Who could possibly see beauty, creativity and inspiration when the human beings selling it are in such pain?

By Glosswitch

Kirstie Clements, former editor of Australian Vogue, has written an exposé of what goes on behind the scenes in the fashion world. That’s assuming anyone needs telling and can’t see what’s right before their eyes, which is that the catwalks are populated by models who are starving. And what a dull thing to write, models who are starving. How lacking in imagination and vision. So the beautiful people eat tissues, balls of it choked down to suppress the gnawing of their concave stomachs. So what? We always knew they weren’t like you or me.

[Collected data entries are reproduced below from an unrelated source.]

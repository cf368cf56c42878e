//! Configuration for the simulation engine

use crate::error::{SimError, SimResult};
use gcs_core::{GeoPoint, FALLBACK_HOME};
use serde::{Deserialize, Serialize};
use std::time::Duration;

/// Tunables for the telemetry simulation
#[derive(Debug, Clone, Serialize, Deserialize)]
#[serde(default)]
pub struct SimConfig {
    /// Mission tick period in milliseconds
    pub tick_period_ms: u64,
    /// Idle wall-clock period in milliseconds
    pub clock_period_ms: u64,
    /// Home used when the location provider fails
    pub fallback_home: GeoPoint,
    /// Battery charge at process start
    pub initial_battery_percent: f64,
    /// Battery drain and alerting
    pub power: PowerConfig,
    /// Detection window settings
    pub detection: DetectionConfig,
    /// Loiter circle radius in degrees
    pub loiter_radius_deg: f64,
    /// Give up on the location provider after this many milliseconds
    pub location_timeout_ms: u64,
    /// RNG seed; entropy-seeded when absent
    pub seed: Option<u64>,
    /// Event bus capacity
    pub event_capacity: usize,
}

impl Default for SimConfig {
    fn default() -> Self {
        Self {
            tick_period_ms: 1_000,
            clock_period_ms: 1_000,
            fallback_home: FALLBACK_HOME,
            initial_battery_percent: 98.7,
            power: PowerConfig::default(),
            detection: DetectionConfig::default(),
            loiter_radius_deg: 0.0005,
            location_timeout_ms: 10_000,
            seed: None,
            event_capacity: 1024,
        }
    }
}

impl SimConfig {
    pub fn tick_period(&self) -> Duration {
        Duration::from_millis(self.tick_period_ms)
    }

    pub fn clock_period(&self) -> Duration {
        Duration::from_millis(self.clock_period_ms)
    }

    pub fn location_timeout(&self) -> Duration {
        Duration::from_millis(self.location_timeout_ms)
    }

    /// Deterministic configuration for tests and replays
    pub fn seeded(seed: u64) -> Self {
        Self {
            seed: Some(seed),
            ..Default::default()
        }
    }

    /// Reject settings the generators cannot honour
    pub fn validate(&self) -> SimResult<()> {
        if self.tick_period_ms == 0 || self.clock_period_ms == 0 {
            return Err(SimError::invalid_config("tick periods must be positive"));
        }
        if !self.fallback_home.is_valid() {
            return Err(SimError::invalid_config(format!(
                "fallback home {:?} is not a valid coordinate",
                self.fallback_home
            )));
        }
        if !(0.0..=100.0).contains(&self.initial_battery_percent) {
            return Err(SimError::invalid_config("initial battery must be within 0-100%"));
        }
        if self.event_capacity == 0 {
            return Err(SimError::invalid_config("event capacity must be positive"));
        }
        self.power.validate()?;
        self.detection.validate()
    }
}

/// Battery model parameters
#[derive(Debug, Clone, Serialize, Deserialize)]
#[serde(default)]
pub struct PowerConfig {
    /// Baseline mission drain, percent per tick
    pub mission_drain_base: f64,
    /// Upper bound of the extra random drain, percent per tick
    pub mission_drain_jitter: f64,
    /// Standby drain while no mission is active, percent per clock tick
    pub standby_drain: f64,
    /// `BatteryLow` is raised below this charge
    pub low_battery_threshold: f64,
}

impl Default for PowerConfig {
    fn default() -> Self {
        Self {
            mission_drain_base: 0.05,
            mission_drain_jitter: 0.01,
            standby_drain: 0.0005,
            low_battery_threshold: 20.0,
        }
    }
}

impl PowerConfig {
    /// Largest amount one mission tick can remove
    pub fn max_drain_per_tick(&self) -> f64 {
        self.mission_drain_base + self.mission_drain_jitter
    }

    fn validate(&self) -> SimResult<()> {
        if self.mission_drain_base < 0.0 || self.mission_drain_jitter < 0.0 || self.standby_drain < 0.0 {
            return Err(SimError::invalid_config("battery drain rates must not be negative"));
        }
        Ok(())
    }
}

/// Windowed detector parameters
#[derive(Debug, Clone, Serialize, Deserialize)]
#[serde(default)]
pub struct DetectionConfig {
    /// Length of one detection cycle in seconds
    pub cycle_seconds: u64,
    /// Exclusive lower bound of the window within the cycle
    pub window_open: u64,
    /// Exclusive upper bound of the window within the cycle
    pub window_close: u64,
}

impl Default for DetectionConfig {
    fn default() -> Self {
        Self {
            cycle_seconds: 25,
            window_open: 10,
            window_close: 14,
        }
    }
}

impl DetectionConfig {
    /// Whether `elapsed_seconds` falls strictly inside the window
    pub fn in_window(&self, elapsed_seconds: u64) -> bool {
        let phase = elapsed_seconds % self.cycle_seconds;
        phase > self.window_open && phase < self.window_close
    }

    fn validate(&self) -> SimResult<()> {
        if self.cycle_seconds == 0 {
            return Err(SimError::invalid_config("detection cycle must be positive"));
        }
        if self.window_close <= self.window_open + 1 || self.window_close > self.cycle_seconds {
            return Err(SimError::invalid_config(format!(
                "detection window ({}, {}) must contain at least one second inside a {}s cycle",
                self.window_open, self.window_close, self.cycle_seconds
            )));
        }
        Ok(())
    }
}

#[cfg(test)]
mod tests {
    use super::*;

    #[test]
    fn test_default_config_is_valid() {
        assert!(SimConfig::default().validate().is_ok());
    }

    #[test]
    fn test_window_bounds_are_exclusive() {
        let cfg = DetectionConfig::default();
        let open: Vec<u64> = (0..25).filter(|s| cfg.in_window(*s)).collect();
        assert_eq!(open, vec![11, 12, 13]);
        assert!(cfg.in_window(36));
        assert!(!cfg.in_window(35));
    }

    #[test]
    fn test_rejects_bad_window() {
        let cfg = SimConfig {
            detection: DetectionConfig {
                cycle_seconds: 25,
                window_open: 20,
                window_close: 30,
            },
            ..Default::default()
        };
        assert!(cfg.validate().is_err());
    }

    #[test]
    fn test_rejects_zero_period() {
        let cfg = SimConfig {
            tick_period_ms: 0,
            ..Default::default()
        };
        assert!(matches!(cfg.validate(), Err(SimError::InvalidConfig(_))));
    }

    #[test]
    fn test_partial_toml_style_override() {
        let cfg: SimConfig = serde_json::from_str(r#"{"seed": 7, "power": {"standby_drain": 0.001}}"#).unwrap();
        assert_eq!(cfg.seed, Some(7));
        assert_eq!(cfg.power.standby_drain, 0.001);
        assert_eq!(cfg.power.mission_drain_base, 0.05);
        assert_eq!(cfg.tick_period_ms, 1_000);
    }
}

Every year we head the same old gasps of horror in response to London Fashion Week’s latest bag of bones. Every year the same old pledges and initiatives while the rest of us struggle to decide whether it’s an issue worth caring about at all. After all, these people are an elite minority. They are paid to look unlike anyone else. Each time a fashion editor poses as whistle blower, you can’t help wondering whether it’s merely to create a distraction from all the other obscenities of the fashion world: the adoration of money, the sweatshops, the laissez-faire attitudes towards racism and anti-semitism. So you’ve decided that from now on all your models will be over 16, but can’t make up your mind whether a BMI of 18 is all that important. Fine. We’ll just leave you to it. That Dorian Gray world of yours is just beyond redemption.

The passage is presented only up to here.